[Etherboot-developers] proposed patch to speedup image loading

SourceForge Headquarters 1320 Columbia Street Suite 310 San Diego, CA 92101 +1 (858) 422-6466

Hi,
I'd like to suggest a patch for nfs (and maybe tftp as well) downloads
for etherboot.

As it is now, both protocols only allow one packet in flight, and
in case of a loss there is a long timeout (exponential backoff with
a base interval of 10 seconds). On paths where there is even some
small percentage of random loss (as it often happens in presence
of mixed 10/100 networks with underbuffered switches, and/or coax/utp
converters), booting is deadly slow.

I have been looking at a way to implement a window scheme similar
to TCP, but it would request too much restructuring of the code,
especially because the *download() routines assume in-order reception
of packets.

So i came up with a very simple change (attached) which should be
network-safe, yet quite effective and simple to implement.

The idea is to interpret previous successes in receiving a packet
as a 'right' to reduce the timeout for the next attempt to a small
value, whereas the expiration of a timeout drastically reduces our
right to do so. So, an occasional loss after a bunch of successes
will only stall the connection for a few ticks, but repeated losses
will quickly revert the behaviour to the standard exponential
backoff.

This way you partially compensate the fact that having only one
packet in flight the protocol is quite subject to timeouts.

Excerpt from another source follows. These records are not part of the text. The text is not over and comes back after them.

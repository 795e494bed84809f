//! Pricing cache (C2): a thread-safe fingerprint -> response map with TTL
//! expiry and bounded size.
//!
//! Backed by `parking_lot::RwLock`, a good fit for short critical sections.
//! `get` never blocks on a write; it only upgrades to a write lock when it
//! needs to evict an expired entry, so only one writer ever touches a given
//! key's expiry without serializing every read behind every write.

use std::collections::HashMap;
use std::sync::atomic::{AtomicU64, Ordering};

use chrono::{DateTime, Duration, Utc};
use parking_lot::RwLock;

use crate::constants::CACHE_VALIDITY_MINUTES;
use crate::types::{CacheEntry, PricingResponse};

/// Outcome of a [`PricingCache::get`] call.
pub enum CacheLookup {
    Hit(PricingResponse),
    Miss,
}

/// Thread-safe pricing cache with TTL expiry and LRU-by-`createdAt`
/// eviction under size pressure.
pub struct PricingCache {
    entries: RwLock<HashMap<String, CacheEntry>>,
    max_size: usize,
    hits: AtomicU64,
    misses: AtomicU64,
    evictions: AtomicU64,
}

impl PricingCache {
    pub fn new(max_size: usize) -> Self {
        Self {
            entries: RwLock::new(HashMap::new()),
            max_size,
            hits: AtomicU64::new(0),
            misses: AtomicU64::new(0),
            evictions: AtomicU64::new(0),
        }
    }

    /// Returns the live value if present and unexpired; otherwise removes
    /// the (possibly expired) entry and reports a miss. Never fails.
    pub fn get(&self, key: &str) -> CacheLookup {
        let now = Utc::now();
        {
            let entries = self.entries.read();
            match entries.get(key) {
                Some(entry) if entry.expires_at > now => {
                    self.hits.fetch_add(1, Ordering::Relaxed);
                    return CacheLookup::Hit(entry.value.clone());
                }
                Some(_) => { /* expired: fall through to the write path below */ }
                None => {
                    self.misses.fetch_add(1, Ordering::Relaxed);
                    return CacheLookup::Miss;
                }
            }
        }
        // Expired entry: take the write lock and remove it under the writer
        // discipline so no reader can observe a stale snapshot mid-removal.
        let mut entries = self.entries.write();
        if let Some(entry) = entries.get(key) {
            if entry.expires_at <= now {
                entries.remove(key);
            }
        }
        self.misses.fetch_add(1, Ordering::Relaxed);
        CacheLookup::Miss
    }

    /// Inserts `response` under `key` with the default TTL, evicting the
    /// oldest-by-`createdAt` entry if this insert would exceed `max_size`.
    pub fn put(&self, key: String, response: PricingResponse) {
        let now = Utc::now();
        let entry = CacheEntry {
            value: response,
            created_at: now,
            expires_at: now + Duration::minutes(CACHE_VALIDITY_MINUTES),
        };

        let mut entries = self.entries.write();
        entries.insert(key, entry);

        if entries.len() > self.max_size {
            if let Some(oldest_key) = entries
                .iter()
                .min_by_key(|(_, e)| e.created_at)
                .map(|(k, _)| k.clone())
            {
                entries.remove(&oldest_key);
                self.evictions.fetch_add(1, Ordering::Relaxed);
            }
        }
    }

    pub fn invalidate(&self, key: &str) {
        self.entries.write().remove(key);
    }

    pub fn clear(&self) {
        self.entries.write().clear();
    }

    pub fn len(&self) -> usize {
        self.entries.read().len()
    }

    pub fn is_empty(&self) -> bool {
        self.len() == 0
    }

    pub fn hits(&self) -> u64 {
        self.hits.load(Ordering::Relaxed)
    }

    pub fn misses(&self) -> u64 {
        self.misses.load(Ordering::Relaxed)
    }

    pub fn evictions(&self) -> u64 {
        self.evictions.load(Ordering::Relaxed)
    }
}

Implementationwise, the whole code is basically four lines of C code: 
a static variable (tokens) in nfs.c::nfs_read() is incremented
on each success (up to some upper bound, say 256), and halved
on timeouts. The actual timeout value passed to await_reply()
is then shortened to 1/2s (or something short) whenever tokens >= 2.
By playing with the constants you can make the scheme more or
less aggressive, you get the idea...

Ideally, one could also try to add an RTT estimator in nfs_read()
so both the "short" timeout and the base timeout for the exponential
backoff are adaptive. That might take another 10-20 lines of
code i guess, probably with reasonably good benefits.

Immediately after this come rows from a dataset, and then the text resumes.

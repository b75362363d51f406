//! Agent identity and capability descriptors

use serde::{Deserialize, Serialize};
use std::collections::HashMap;
use std::fmt;
use std::time::Duration;

/// Role an agent plays in a collaboration
#[derive(Debug, Clone, Copy, PartialEq, Eq, Hash, Serialize, Deserialize, Default)]
#[serde(rename_all = "snake_case")]
pub enum AgentType {
    #[default]
    Assistant,
    Specialist,
    Coordinator,
}

impl AgentType {
    pub fn as_str(&self) -> &'static str {
        match self {
            Self::Assistant => "assistant",
            Self::Specialist => "specialist",
            Self::Coordinator => "coordinator",
        }
    }
}

impl fmt::Display for AgentType {
    fn fmt(&self, f: &mut fmt::Formatter<'_>) -> fmt::Result {
        f.write_str(self.as_str())
    }
}

/// Availability of an agent as seen by the registry
#[derive(Debug, Clone, Copy, PartialEq, Eq, Hash, Serialize, Deserialize, Default)]
#[serde(rename_all = "snake_case")]
pub enum AgentStatus {
    #[default]
    Online,
    Busy,
    Offline,
    Maintenance,
}

impl AgentStatus {
    pub fn as_str(&self) -> &'static str {
        match self {
            Self::Online => "online",
            Self::Busy => "busy",
            Self::Offline => "offline",
            Self::Maintenance => "maintenance",
        }
    }

    /// Only online agents are eligible for routing
    pub fn is_routable(&self) -> bool {
        matches!(self, Self::Online)
    }
}

impl fmt::Display for AgentStatus {
    fn fmt(&self, f: &mut fmt::Formatter<'_>) -> fmt::Result {
        f.write_str(self.as_str())
    }
}

/// Descriptive information an agent reports about itself
#[derive(Debug, Clone, PartialEq, Serialize, Deserialize)]
pub struct AgentInfo {
    /// Unique identifier, the registry key
    pub id: String,
    pub name: String,
    pub description: String,
    pub version: String,
    pub vendor: String,
    #[serde(rename = "type")]
    pub agent_type: AgentType,
    pub status: AgentStatus,
    #[serde(default)]
    pub metadata: HashMap<String, String>,
}

impl AgentInfo {
    pub fn new(id: impl Into<String>, name: impl Into<String>) -> Self {
        Self {
            id: id.into(),
            name: name.into(),
            description: String::new(),
            version: "1.0.0".to_string(),
            vendor: String::new(),
            agent_type: AgentType::default(),
            status: AgentStatus::Online,
            metadata: HashMap::new(),
        }
    }

    pub fn with_description(mut self, description: impl Into<String>) -> Self {
        self.description = description.into();
        self
    }

    pub fn with_version(mut self, version: impl Into<String>) -> Self {
        self.version = version.into();
        self
    }

    pub fn with_vendor(mut self, vendor: impl Into<String>) -> Self {
        self.vendor = vendor.into();
        self
    }

    pub fn with_type(mut self, agent_type: AgentType) -> Self {
        self.agent_type = agent_type;
        self
    }

    pub fn with_status(mut self, status: AgentStatus) -> Self {
        self.status = status;
        self
    }

    pub fn with_metadata(mut self, key: impl Into<String>, value: impl Into<String>) -> Self {
        self.metadata.insert(key.into(), value.into());
        self
    }
}

/// What an agent can do. Snapshotted once at registration.
#[derive(Debug, Clone, PartialEq, Serialize, Deserialize)]
pub struct AgentCapabilities {
    /// Free-form capability labels, matched by exact string equality
    #[serde(default)]
    pub capabilities: Vec<String>,
    /// Tool names the agent can invoke
    #[serde(default)]
    pub tools: Vec<String>,
    #[serde(default)]
    pub message_formats: Vec<String>,
    #[serde(default)]
    pub languages: Vec<String>,
    pub max_concurrent_tasks: u32,
    pub avg_response_time: Duration,
}

impl Default for AgentCapabilities {
    fn default() -> Self {
        Self {
            capabilities: vec![],
            tools: vec![],
            message_formats: vec!["text".to_string()],
            languages: vec!["en".to_string()],
            max_concurrent_tasks: 1,
            avg_response_time: Duration::from_secs(1),
        }
    }
}

impl AgentCapabilities {
    pub fn new() -> Self {
        Self::default()
    }

    pub fn with_capabilities<I, S>(mut self, capabilities: I) -> Self
    where
        I: IntoIterator<Item = S>,
        S: Into<String>,
    {
        self.capabilities = capabilities.into_iter().map(Into::into).collect();
        self
    }

    pub fn with_tools<I, S>(mut self, tools: I) -> Self
    where
        I: IntoIterator<Item = S>,
        S: Into<String>,
    {
        self.tools = tools.into_iter().map(Into::into).collect();
        self
    }

    pub fn with_languages<I, S>(mut self, languages: I) -> Self
    where
        I: IntoIterator<Item = S>,
        S: Into<String>,
    {
        self.languages = languages.into_iter().map(Into::into).collect();
        self
    }

    pub fn with_max_concurrent_tasks(mut self, max: u32) -> Self {
        self.max_concurrent_tasks = max;
        self
    }

    pub fn with_avg_response_time(mut self, avg: Duration) -> Self {
        self.avg_response_time = avg;
        self
    }

    pub fn has_capability(&self, capability: &str) -> bool {
        self.capabilities.iter().any(|c| c == capability)
    }

    pub fn has_tool(&self, tool: &str) -> bool {
        self.tools.iter().any(|t| t == tool)
    }
}

#[cfg(test)]
mod tests {
    use super::*;

    #[test]
    fn test_agent_info_builder() {
        let info = AgentInfo::new("agent-1", "Researcher")
            .with_description("Finds things")
            .with_type(AgentType::Specialist)
            .with_metadata("region", "eu");

        assert_eq!(info.id, "agent-1");
        assert_eq!(info.agent_type, AgentType::Specialist);
        assert_eq!(info.status, AgentStatus::Online);
        assert_eq!(info.metadata.get("region"), Some(&"eu".to_string()));
    }

    #[test]
    fn test_capability_matching_is_exact() {
        let caps = AgentCapabilities::new()
            .with_capabilities(["research"])
            .with_tools(["search"]);

        assert!(caps.has_capability("research"));
        assert!(!caps.has_capability("Research"));
        assert!(!caps.has_capability("res"));
        assert!(caps.has_tool("search"));
        assert!(!caps.has_tool("search_web"));
    }

    #[test]
    fn test_only_online_is_routable() {
        assert!(AgentStatus::Online.is_routable());
        assert!(!AgentStatus::Busy.is_routable());
        assert!(!AgentStatus::Offline.is_routable());
        assert!(!AgentStatus::Maintenance.is_routable());
    }

    #[test]
    fn test_agent_info_serializes_type_field() {
        let info = AgentInfo::new("a", "A").with_type(AgentType::Coordinator);
        let json = serde_json::to_value(&info).unwrap();
        assert_eq!(json["type"], "coordinator");
        assert_eq!(json["status"], "online");
    }
}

I am planning to commit this as a patch to the FreeBSD port
of etherboot, but maybe it could be interesting to integrate
it into the standard etherboot sources.

	cheers
	luigi

-----------------------------------+-------------------------------------
  Luigi RIZZO, lu...@ie...  . Dip. di Ing. dell'Informazione
  http://www.iet.unipi.it/~luigi/  . Universita` di Pisa
  TEL/FAX: +39-050-568.533/522     . via Diotisalvi 2, 56126 PISA (Italy)
  Mobile   +39-347-0373137
-----------------------------------+-------------------------------------

--- nfs.c.orig	Tue Mar 12 21:44:19 2002
+++ nfs.c	Tue Mar 12 23:07:32 2002
@@ -321,6 +321,14 @@
 	int retries;
 	long *p;
 
+	static int tokens=0;
+	/*
+	 * Try to implement some kind of window protocol in terms of
+	 * response to losses. On success receive, increment number of
+	 * tokens by 1 (top at 256). On failure, halve it.
+	 * When the number of tokens is > 2, use a very short timeout
+	 */
+
 	id = rpc_id++;
 	buf.u.call.id = htonl(id);
 	buf.u.call.type = htonl(MSG_CALL);
@@ -336,9 +344,14 @@
 	*p++ = 0;		/* unused parameter */
 	for (retries = 0; retries < MAX_RPC_RETRIES; retries++) {
 		long timeout = rfc2131_sleep_interval(TIMEOUT, retries);
+		if (tokens >= 2)
+			timeout = TICKS_PER_SEC/2;
+
 		udp_transmit(arptable[server].ipaddr.s_addr, sport, port,
 			(char *)p - (char *)&buf, &buf);
 		if (await_reply(AWAIT_RPC, sport, &id, timeout)) {
+			if (tokens < 256)
+				tokens++;
 			rpc = (struct rpc_t *)&nic.packet[ETH_HLEN];
 			if (rpc->u.reply.rstatus || rpc->u.reply.verifier ||
 			    rpc->u.reply.astatus || rpc->u.reply.data[0]) {
@@ -355,7 +368,8 @@
 			} else {
 				return 0;
 			}
-		}
+		} else
+			tokens >>= 1;
 	}
 	return -1;
 }